Étudiant canadien en études internationales à l’UdeM, Seif Rostom est depuis deux mois en échange à l’Université autonome de Madrid. Il était censé y rester jusqu’au 24 juin.

Il explique être parti dans l’espoir de rencontrer de nouvelles personnes et d’améliorer son espagnol, mais la crise de la COVID-19 a bouleversé ses plans. « Personne ne s’y attendait, il y a dix jours encore, on était en voyage avec des étudiants en Erasmus à Séville, raconte-t-il. Tout allait bien, et du jour au lendemain, la ville a été fermée. »

L’Espagne est l’un des pays les plus touchés au monde par la pandémie. Vendredi, le directeur du Centre d’alertes sanitaires, Fernando Simon, a annoncé que le pays avait dépassé la barre des 1 000 morts et s’approche désormais des 20 000 cas. La majorité des personnes infectées se trouvent à Madrid, qui compte 7 165 cas, soit 36 % du total national, et déplore 628 décès.

Seif indique que l’ambiance est devenue maussade. « C’est un pays en quarantaine, il n’y a rien à faire, tu ne peux pas sortir, la seule chose que tu es autorisé à faire, ce sont les courses, décrit l’étudiant.

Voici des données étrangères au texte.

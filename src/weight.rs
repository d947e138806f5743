//! Submission influence weighting
//!
//! Maps a predicted date to an influence weight in [0.1, 1.0] relative to
//! the publicly announced release window. Dates inside the window count
//! fully; earlier-but-future dates are mildly discounted; dates past the
//! window decay linearly with distance, and dates already behind us are
//! treated as noise. No submission is ever fully discounted - the floor
//! keeps every voice with at least minimal influence.

use chrono::NaiveDate;

/// Full influence for dates inside the announced window
pub const FULL_WEIGHT: f64 = 1.0;

/// Mild discount for optimists predicting before the window opens
pub const EARLY_WEIGHT: f64 = 0.8;

/// Minimum influence - past dates and far-out dates land here
pub const FLOOR_WEIGHT: f64 = 0.1;

/// Weighting policy around the announced release window.
///
/// The window bounds and decay rate are runtime configuration so a revised
/// announcement only requires a restart, not a rebuild.
#[derive(Debug, Clone, Copy)]
pub struct WeightPolicy {
    /// First date of the announced window (inclusive, full weight)
    pub window_start: NaiveDate,
    /// Last date of the announced window (inclusive, full weight)
    pub window_end: NaiveDate,
    /// Weight lost per day past the window's end
    pub decay_per_day: f64,
}

impl WeightPolicy {
    /// Compute the influence weight for a predicted date.
    ///
    /// Total and deterministic: never errors for any valid calendar date.
    pub fn weight_for(&self, predicted: NaiveDate, today: NaiveDate) -> f64 {
        // Dates already behind us are noise, not votes
        if predicted < today {
            return FLOOR_WEIGHT;
        }
        if predicted < self.window_start {
            return EARLY_WEIGHT;
        }
        if predicted <= self.window_end {
            return FULL_WEIGHT;
        }
        let days_past = predicted.signed_duration_since(self.window_end).num_days() as f64;
        (FULL_WEIGHT - self.decay_per_day * days_past).max(FLOOR_WEIGHT)
    }
}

Je ne suis pas sorti depuis trois jours. » Il vit dans une collocation de huit personnes, mais six sont partis retrouver leur famille. « Moi, je n’ai personne », déplore-t-il.

Autre pays, autre ambiance

À l’autre bout du monde, l’étudiante franco-canadienne en écriture de scénario et création littéraire à l’UdeM Clémentine Lauriol vit une situation différente. Elle est depuis la fin du mois de février en échange en Corée du Sud, à Jukjeon, au sud de Séoul. « Quand la crise est arrivée en Corée, c’était quelques jours avant mon départ, mais je préparais ce voyage depuis des mois et je ne voulais pas l’annuler », explique l’étudiante.

Dès son arrivée, le semestre a été décalé de deux semaines et les étudiants étrangers ont dû se placer en isolement. « J’étais en quarantaine avec tous les étudiants étrangers, dans un dortoir à part dans l’Université  de Dankook, spécifie l’étudiante. On pouvait faire un peu ce qu’on voulait. Parfois, on allait à Séoul pour visiter. » En ville, l’ambiance est bonne, selon Clémentine. « Beaucoup de commerces sont fermés et les restaurants vides, mais sinon, la vie continue », précise-t-elle.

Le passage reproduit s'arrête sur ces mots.